## [TRY IT]
In the entries below, how many lines contain the string "struct"? State the number and nothing else.

-------- DATASET ENTRIES

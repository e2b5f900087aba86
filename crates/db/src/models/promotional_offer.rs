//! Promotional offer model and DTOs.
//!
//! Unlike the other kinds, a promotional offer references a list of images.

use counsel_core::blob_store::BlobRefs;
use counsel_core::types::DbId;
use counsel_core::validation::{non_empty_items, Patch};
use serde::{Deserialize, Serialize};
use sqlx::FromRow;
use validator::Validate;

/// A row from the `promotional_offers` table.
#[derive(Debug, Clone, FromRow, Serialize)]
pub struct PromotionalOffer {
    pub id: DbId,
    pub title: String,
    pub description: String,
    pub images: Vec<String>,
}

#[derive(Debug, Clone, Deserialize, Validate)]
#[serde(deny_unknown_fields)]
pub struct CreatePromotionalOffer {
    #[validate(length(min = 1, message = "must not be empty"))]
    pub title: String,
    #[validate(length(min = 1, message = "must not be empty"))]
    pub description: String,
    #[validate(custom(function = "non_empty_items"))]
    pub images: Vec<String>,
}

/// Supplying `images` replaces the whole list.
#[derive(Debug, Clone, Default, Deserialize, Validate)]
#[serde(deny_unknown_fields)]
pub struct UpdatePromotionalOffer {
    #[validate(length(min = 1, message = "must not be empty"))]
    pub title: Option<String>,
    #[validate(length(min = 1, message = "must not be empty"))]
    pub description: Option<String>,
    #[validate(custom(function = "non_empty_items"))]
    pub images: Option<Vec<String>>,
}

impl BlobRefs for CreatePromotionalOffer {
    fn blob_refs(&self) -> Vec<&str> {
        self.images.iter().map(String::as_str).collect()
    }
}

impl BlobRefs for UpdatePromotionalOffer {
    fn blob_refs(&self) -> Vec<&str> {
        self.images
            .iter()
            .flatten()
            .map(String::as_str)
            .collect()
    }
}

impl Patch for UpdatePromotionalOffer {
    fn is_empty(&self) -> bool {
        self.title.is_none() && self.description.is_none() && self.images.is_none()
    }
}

----------------
-------- DATASET ENTRIES

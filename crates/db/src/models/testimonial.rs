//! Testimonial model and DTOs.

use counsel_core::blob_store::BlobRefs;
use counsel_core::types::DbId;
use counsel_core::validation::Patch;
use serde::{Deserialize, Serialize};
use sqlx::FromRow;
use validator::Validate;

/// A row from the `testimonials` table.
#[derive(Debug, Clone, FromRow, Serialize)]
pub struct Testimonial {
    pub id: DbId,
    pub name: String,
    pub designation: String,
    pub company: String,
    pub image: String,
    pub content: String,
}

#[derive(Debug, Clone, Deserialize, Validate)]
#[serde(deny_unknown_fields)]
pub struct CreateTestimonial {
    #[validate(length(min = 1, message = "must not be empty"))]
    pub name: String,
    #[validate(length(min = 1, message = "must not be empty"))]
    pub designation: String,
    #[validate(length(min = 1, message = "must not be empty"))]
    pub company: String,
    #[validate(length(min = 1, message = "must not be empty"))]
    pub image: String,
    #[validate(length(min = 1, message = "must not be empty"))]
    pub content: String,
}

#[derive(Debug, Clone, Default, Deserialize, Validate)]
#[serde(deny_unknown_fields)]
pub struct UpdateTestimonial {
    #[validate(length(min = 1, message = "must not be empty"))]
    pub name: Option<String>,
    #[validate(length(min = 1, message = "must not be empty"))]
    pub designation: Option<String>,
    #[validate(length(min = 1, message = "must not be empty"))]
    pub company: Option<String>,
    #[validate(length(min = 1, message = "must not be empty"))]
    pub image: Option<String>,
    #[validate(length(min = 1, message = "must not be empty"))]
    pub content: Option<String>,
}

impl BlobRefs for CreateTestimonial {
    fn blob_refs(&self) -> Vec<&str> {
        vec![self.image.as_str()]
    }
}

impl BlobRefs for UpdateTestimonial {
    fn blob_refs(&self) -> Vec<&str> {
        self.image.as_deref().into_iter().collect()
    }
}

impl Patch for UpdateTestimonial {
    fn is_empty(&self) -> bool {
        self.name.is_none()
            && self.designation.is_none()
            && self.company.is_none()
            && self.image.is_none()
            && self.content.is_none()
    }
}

----------------
-------- DATASET ENTRIES

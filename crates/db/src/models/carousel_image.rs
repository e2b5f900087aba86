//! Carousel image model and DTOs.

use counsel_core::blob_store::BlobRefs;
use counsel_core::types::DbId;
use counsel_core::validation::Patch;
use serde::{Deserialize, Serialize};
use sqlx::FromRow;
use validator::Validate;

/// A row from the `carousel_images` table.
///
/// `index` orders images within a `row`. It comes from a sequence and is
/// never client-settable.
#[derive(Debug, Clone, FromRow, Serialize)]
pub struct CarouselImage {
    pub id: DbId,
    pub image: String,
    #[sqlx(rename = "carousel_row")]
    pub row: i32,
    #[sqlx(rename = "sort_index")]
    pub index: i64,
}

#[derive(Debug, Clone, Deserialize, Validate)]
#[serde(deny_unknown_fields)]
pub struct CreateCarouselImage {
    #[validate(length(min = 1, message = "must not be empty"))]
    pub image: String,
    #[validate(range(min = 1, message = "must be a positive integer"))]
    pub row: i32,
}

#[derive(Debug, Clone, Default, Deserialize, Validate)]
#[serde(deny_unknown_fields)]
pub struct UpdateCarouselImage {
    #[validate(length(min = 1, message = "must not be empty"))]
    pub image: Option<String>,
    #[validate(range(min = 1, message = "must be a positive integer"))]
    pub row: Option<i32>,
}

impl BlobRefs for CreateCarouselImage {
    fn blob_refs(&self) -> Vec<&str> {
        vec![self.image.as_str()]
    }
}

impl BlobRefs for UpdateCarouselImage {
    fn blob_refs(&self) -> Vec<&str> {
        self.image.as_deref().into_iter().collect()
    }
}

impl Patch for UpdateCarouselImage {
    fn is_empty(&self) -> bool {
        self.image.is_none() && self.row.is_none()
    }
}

----------------

## [YOUR SOLUTION]
9